Before we started building responsive sites this task took one iteration, albeit with various critiques and concepts along the way. Responsive sites changed that process dramatically. Instead of designing for the basic grid (960px wide), we were confronted with a multitude of resolutions and screen sizes to design for, from 960px to 320px and everywhere in-between.
So where do you start?
We started with what seemed like the obvious choice: the largest size. We designed a couple pages on our full size grid, in this case 960, with a base of two 480 columns and liked what we came up with.
This set of designs gave us some basic columns to work with. The 960px grid could take care of bigger sizes. We had nice 480px grids to work for horizontal iPhones, Droids, and other smart phones. We could also just make that column fluid at some point to work for the 320px minimum resolution of vertical phones.

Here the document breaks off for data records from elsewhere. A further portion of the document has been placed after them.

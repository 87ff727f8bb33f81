// This module builds control transfer: conditional and unconditional jumps,
// label marks, returns and debug line markers, plus the prologue and epilogue
// the translator completes once register use and local memory are known. The
// x86-64 prologue pushes each saved register individually and pads the local
// allocation so the frame stays 16 byte aligned counting the implicit return
// address push. The AArch64 prologue packs saved registers into stp pairs
// with pre index writeback and restores them with ldp post index.

//! Control flow lowering and frame construction.

use crate::arch;
use crate::core::error::CompileResult;
use crate::handle::Handle;
use crate::instruction::{flags, Condition, InstrId, Parameter};
use crate::memory;
use crate::unit::Unit;
use crate::value::ValueId;

/// Place each incoming parameter value in its convention register. Overflow
/// parameters keep their stack variable homes.
pub fn build_initialize<'a>(unit: &mut Unit<'a>) -> CompileResult<()> {
    let integer_names = arch::parameter_registers(&unit.target);
    let decimal_names = arch::decimal_parameter_registers(&unit.target);
    let mut integer = 0;
    let mut decimal = 0;

    for index in 0..unit.function.parameters.len() {
        let variable = unit.function.parameters[index];
        let value = match unit.parameter_value(variable) {
            Some(value) => value,
            None => continue,
        };
        let media = unit.format(value).is_decimal();
        let names = if media { decimal_names } else { integer_names };
        let next = if media { &mut decimal } else { &mut integer };
        if *next >= names.len() {
            continue;
        }
        let reg = unit.register_by_name(names[*next])?;
        *next += 1;
        unit.set_handle(value, Handle::Register(reg));
        unit.registers[reg.index()].occupant = Some(value);
    }
    Ok(())
}

/// Branch mnemonic for the condition on the given target. Unsigned
/// comparisons pick the carry based forms.
pub fn jump_operation(x64: bool, condition: Option<Condition>, signed: bool) -> &'static str {
    if x64 {
        match (condition, signed) {
            (None, _) => "jmp",
            (Some(Condition::Equal), _) => "je",
            (Some(Condition::NotEqual), _) => "jne",
            (Some(Condition::Greater), true) => "jg",
            (Some(Condition::Greater), false) => "ja",
            (Some(Condition::GreaterOrEqual), true) => "jge",
            (Some(Condition::GreaterOrEqual), false) => "jae",
            (Some(Condition::Less), true) => "jl",
            (Some(Condition::Less), false) => "jb",
            (Some(Condition::LessOrEqual), true) => "jle",
            (Some(Condition::LessOrEqual), false) => "jbe",
        }
    } else {
        match (condition, signed) {
            (None, _) => "b",
            (Some(Condition::Equal), _) => "b.eq",
            (Some(Condition::NotEqual), _) => "b.ne",
            (Some(Condition::Greater), true) => "b.gt",
            (Some(Condition::Greater), false) => "b.hi",
            (Some(Condition::GreaterOrEqual), true) => "b.ge",
            (Some(Condition::GreaterOrEqual), false) => "b.hs",
            (Some(Condition::Less), true) => "b.lt",
            (Some(Condition::Less), false) => "b.lo",
            (Some(Condition::LessOrEqual), true) => "b.le",
            (Some(Condition::LessOrEqual), false) => "b.ls",
        }
    }
}

pub fn build_jump<'a>(
    unit: &mut Unit<'a>,
    id: InstrId,
    label: &'a str,
    condition: Option<Condition>,
    signed: bool,
) -> CompileResult<()> {
    let operation = jump_operation(unit.target.is_x64(), condition, signed);
    let instruction = unit.instruction_mut(id);
    instruction.operation = format!("{} {}", operation, label);
    instruction.built = true;
    Ok(())
}

pub fn build_label_mark<'a>(unit: &mut Unit<'a>, id: InstrId, label: &'a str) -> CompileResult<()> {
    let instruction = unit.instruction_mut(id);
    instruction.operation = format!("{}:", label);
    instruction.built = true;
    Ok(())
}

/// Stage the returned value into the return register. The epilogue text is
/// attached by the translator once the frame is known.
pub fn build_return<'a>(
    unit: &mut Unit<'a>,
    id: InstrId,
    value: Option<ValueId>,
) -> CompileResult<()> {
    let mut parameters = Vec::new();

    if let Some(value) = value {
        let media = unit.format(value).is_decimal();
        let reg = unit.return_register(media)?;
        if unit.register_of(value) != Some(reg) {
            memory::clear_register(unit, reg)?;
            memory::relocate(unit, value, Handle::Register(reg))?;
            unit.registers[reg.index()].occupant = Some(value);
        }
        let size = crate::core::format::Size::from_bytes(unit.format(value).bytes());
        parameters.push(Parameter {
            value,
            flags: flags::READS | flags::HIDDEN,
            size,
            finalized: Some(Handle::Register(reg)),
        });
    }

    let instruction = unit.instruction_mut(id);
    instruction.parameters = parameters;
    instruction.built = true;
    Ok(())
}

pub fn build_debug_position<'a>(
    unit: &mut Unit<'a>,
    id: InstrId,
    line: u32,
    column: u32,
) -> CompileResult<()> {
    let annotate = unit.target.debug_info;
    let instruction = unit.instruction_mut(id);
    if annotate {
        instruction.operation = format!(".loc 1 {} {}", line, column);
    }
    instruction.built = true;
    Ok(())
}

/// Frame construction result handed back to the translator.
pub struct FrameInfo {
    pub lines: Vec<String>,
    /// Bytes subtracted from the stack pointer for locals and padding.
    pub local_allocation: i32,
    /// Bytes consumed by saved registers, return address included on x86-64.
    pub saved_bytes: i32,
}

fn round_up(value: i32, alignment: i32) -> i32 {
    (value + alignment - 1) / alignment * alignment
}

/// Build the prologue lines for the function.
pub fn prologue(x64: bool, save: &[String], local_memory: i32) -> FrameInfo {
    let mut lines = Vec::new();

    if x64 {
        for name in save {
            lines.push(format!("push {}", name));
        }
        // The call pushed the return address, so the frame starts 8 bytes
        // past alignment.
        let saved_bytes = 8 * save.len() as i32 + 8;
        let local_allocation = round_up(local_memory + saved_bytes, 16) - saved_bytes;
        if local_allocation > 0 {
            lines.push(format!("sub rsp, {}", local_allocation));
        }
        return FrameInfo {
            lines,
            local_allocation,
            saved_bytes,
        };
    }

    let mut index = 0;
    while index + 1 < save.len() {
        lines.push(format!(
            "stp {}, {}, [sp, #-16]!",
            save[index],
            save[index + 1]
        ));
        index += 2;
    }
    if index < save.len() {
        lines.push(format!("str {}, [sp, #-16]!", save[index]));
    }
    let saved_bytes = 16 * ((save.len() as i32 + 1) / 2);
    let local_allocation = round_up(local_memory, 16);
    if local_allocation > 0 {
        lines.push(format!("sub sp, sp, #{}", local_allocation));
    }
    FrameInfo {
        lines,
        local_allocation,
        saved_bytes,
    }
}

/// Build the epilogue lines mirroring the prologue.
pub fn epilogue(x64: bool, save: &[String], local_allocation: i32) -> Vec<String> {
    let mut lines = Vec::new();

    if x64 {
        if local_allocation > 0 {
            lines.push(format!("add rsp, {}", local_allocation));
        }
        for name in save.iter().rev() {
            lines.push(format!("pop {}", name));
        }
        lines.push("ret".to_string());
        return lines;
    }

    if local_allocation > 0 {
        lines.push(format!("add sp, sp, #{}", local_allocation));
    }
    let mut pairs = Vec::new();
    let mut index = 0;
    while index + 1 < save.len() {
        pairs.push(format!(
            "ldp {}, {}, [sp], #16",
            save[index],
            save[index + 1]
        ));
        index += 2;
    }
    if index < save.len() {
        pairs.push(format!("ldr {}, [sp], #16", save[index]));
    }
    pairs.reverse();
    lines.extend(pairs);
    lines.push("ret".to_string());
    lines
}
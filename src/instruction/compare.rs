// This module builds comparisons. Comparing against zero on x86-64 folds into
// a test of the register against itself. Decimal comparisons use the ordered
// compare forms. A comparison only sets flags, so no operand is a
// destination and the following conditional jump picks the branch form.

//! Comparison lowering.

use crate::core::error::CompileResult;
use crate::core::format::Size;
use crate::instruction::{assemble, flags, kinds, InstrId, OperandSpec, Parameter};
use crate::memory;
use crate::unit::Unit;
use crate::value::ValueId;

fn size_of(unit: &Unit<'_>, value: ValueId) -> Size {
    Size::from_bytes(unit.format(value).bytes())
}

pub fn build_compare<'a>(
    unit: &mut Unit<'a>,
    id: InstrId,
    first: ValueId,
    second: ValueId,
) -> CompileResult<()> {
    let decimal = unit.format(first).is_decimal();
    let size = size_of(unit, first);

    if decimal {
        let operation = if unit.target.is_x64() { "comisd" } else { "fcmp" };
        let second_kinds = if unit.target.is_x64() {
            kinds::MEDIA_OR_MEMORY
        } else {
            kinds::MEDIA_REGISTER
        };
        return assemble(
            unit,
            id,
            operation,
            vec![
                OperandSpec {
                    value: first,
                    flags: flags::READS,
                    kinds: kinds::MEDIA_REGISTER,
                    size,
                },
                OperandSpec {
                    value: second,
                    flags: flags::READS,
                    kinds: second_kinds,
                    size,
                },
            ],
        );
    }

    let second_is_zero = unit
        .handle(second)
        .as_constant()
        .map(|constant| constant.is_zero())
        .unwrap_or(false);

    if unit.target.is_x64() {
        // Compare with zero folds into a self test once the value is in a
        // register.
        if second_is_zero {
            let handle = memory::convert(unit, first, kinds::REGISTER, flags::READS, size)?;
            let instruction = unit.instruction_mut(id);
            instruction.operation = "test".to_string();
            instruction.parameters = vec![
                Parameter {
                    value: first,
                    flags: flags::READS,
                    size,
                    finalized: Some(handle.clone()),
                },
                Parameter {
                    value: first,
                    flags: flags::READS,
                    size,
                    finalized: Some(handle),
                },
            ];
            instruction.built = true;
            return Ok(());
        }

        let first_is_memory = unit.handle(first).is_memory();
        let second_kinds = if first_is_memory {
            kinds::CONSTANT_OR_REGISTER
        } else {
            kinds::CONSTANT_REGISTER_MEMORY
        };
        return assemble(
            unit,
            id,
            "cmp",
            vec![
                OperandSpec {
                    value: first,
                    flags: flags::READS,
                    kinds: kinds::REGISTER_OR_MEMORY,
                    size,
                },
                OperandSpec {
                    value: second,
                    flags: flags::READS | flags::bit_limit(32),
                    kinds: second_kinds,
                    size,
                },
            ],
        );
    }

    assemble(
        unit,
        id,
        "cmp",
        vec![
            OperandSpec {
                value: first,
                flags: flags::READS,
                kinds: kinds::REGISTER,
                size,
            },
            OperandSpec {
                value: second,
                flags: flags::READS | flags::bit_limit(12),
                kinds: kinds::CONSTANT_OR_REGISTER,
                size,
            },
        ],
    )
}

#[cfg(test)]
mod tests {
    use super::*;
    use crate::core::format::Format;
    use crate::core::session::CompilationSession;
    use crate::core::target::TargetConfig;
    use crate::handle::{Constant, Handle};
    use crate::instruction::{Instruction, InstructionKind};
    use crate::unit::{FunctionSignature, Unit, UnitMode};
    use bumpalo::Bump;

    fn unit<'a>(session: &'a CompilationSession<'a>, target: TargetConfig) -> Unit<'a> {
        Unit::new(
            session,
            target,
            FunctionSignature {
                name: session.intern("sample"),
                parameters: Vec::new(),
                return_format: None,
            },
        )
    }

    fn build<'a>(unit: &mut Unit<'a>, first: ValueId, second: ValueId) -> InstrId {
        let result = unit.new_value(Format::Int64);
        let id = unit
            .add(Instruction::new(
                InstructionKind::Compare { first, second },
                result,
            ))
            .unwrap();
        unit.mode = UnitMode::Build;
        crate::instruction::build_one(unit, id).unwrap();
        unit.mode = UnitMode::Default;
        id
    }

    #[test]
    fn zero_comparisons_fold_into_a_self_test() {
        let arena = Bump::new();
        let session = CompilationSession::new(&arena);
        let mut unit = unit(&session, TargetConfig::x64());

        let first = unit.new_value(Format::Int64);
        let rbx = unit.register_by_name("rbx").unwrap();
        unit.occupy(rbx, first);

        let second = unit.new_value(Format::Int64);
        unit.set_handle(second, Handle::Constant(Constant::Integer(0)));

        let id = build(&mut unit, first, second);
        let built = unit.instruction(id);
        assert_eq!(built.operation, "test");
        assert_eq!(built.parameters[0].finalized, built.parameters[1].finalized);
    }

    #[test]
    fn wide_immediates_are_materialized_before_comparing() {
        let arena = Bump::new();
        let session = CompilationSession::new(&arena);
        let mut unit = unit(&session, TargetConfig::x64());

        let first = unit.new_value(Format::Int64);
        let rbx = unit.register_by_name("rbx").unwrap();
        unit.occupy(rbx, first);

        let second = unit.new_value(Format::Int64);
        unit.set_handle(
            second,
            Handle::Constant(Constant::Integer(0x1_0000_0000)),
        );

        let id = build(&mut unit, first, second);
        let built = unit.instruction(id);
        assert_eq!(built.operation, "cmp");
        assert!(built.parameters[1].finalized.as_ref().unwrap().is_register());
    }
}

There was a missing link in all this though. We struggled for a while to figure out how to handle the resolution in between 960px and 480px. We tried a lot of options until we stumbled upon the 600px wide column.
Why 600?
It fit.
A 600px wide column fit nicely in the screen when the size drops below 960px. It also fit the iPad’s vertical width of 768px. The size took care of everything from iPads to netbooks.
It scaled.
A 600px wide column allowed us to easily scale down one set of assets instead of building multiple versions. An image at 600px wide fit perfectly into our widest column, then we used CSS to decrease its size by a nice even 80% and it’s back down to 480px, which works perfectly for our columns on bigger and smaller screens.
A change of thinking
Starting with the widest column didn’t seem like the most obvious place to start designing, but it proved to be the most important resolution we tackled. All the other columns became derivatives of this missing link and, in the end, our site was a lot easier to design after making this our starting point.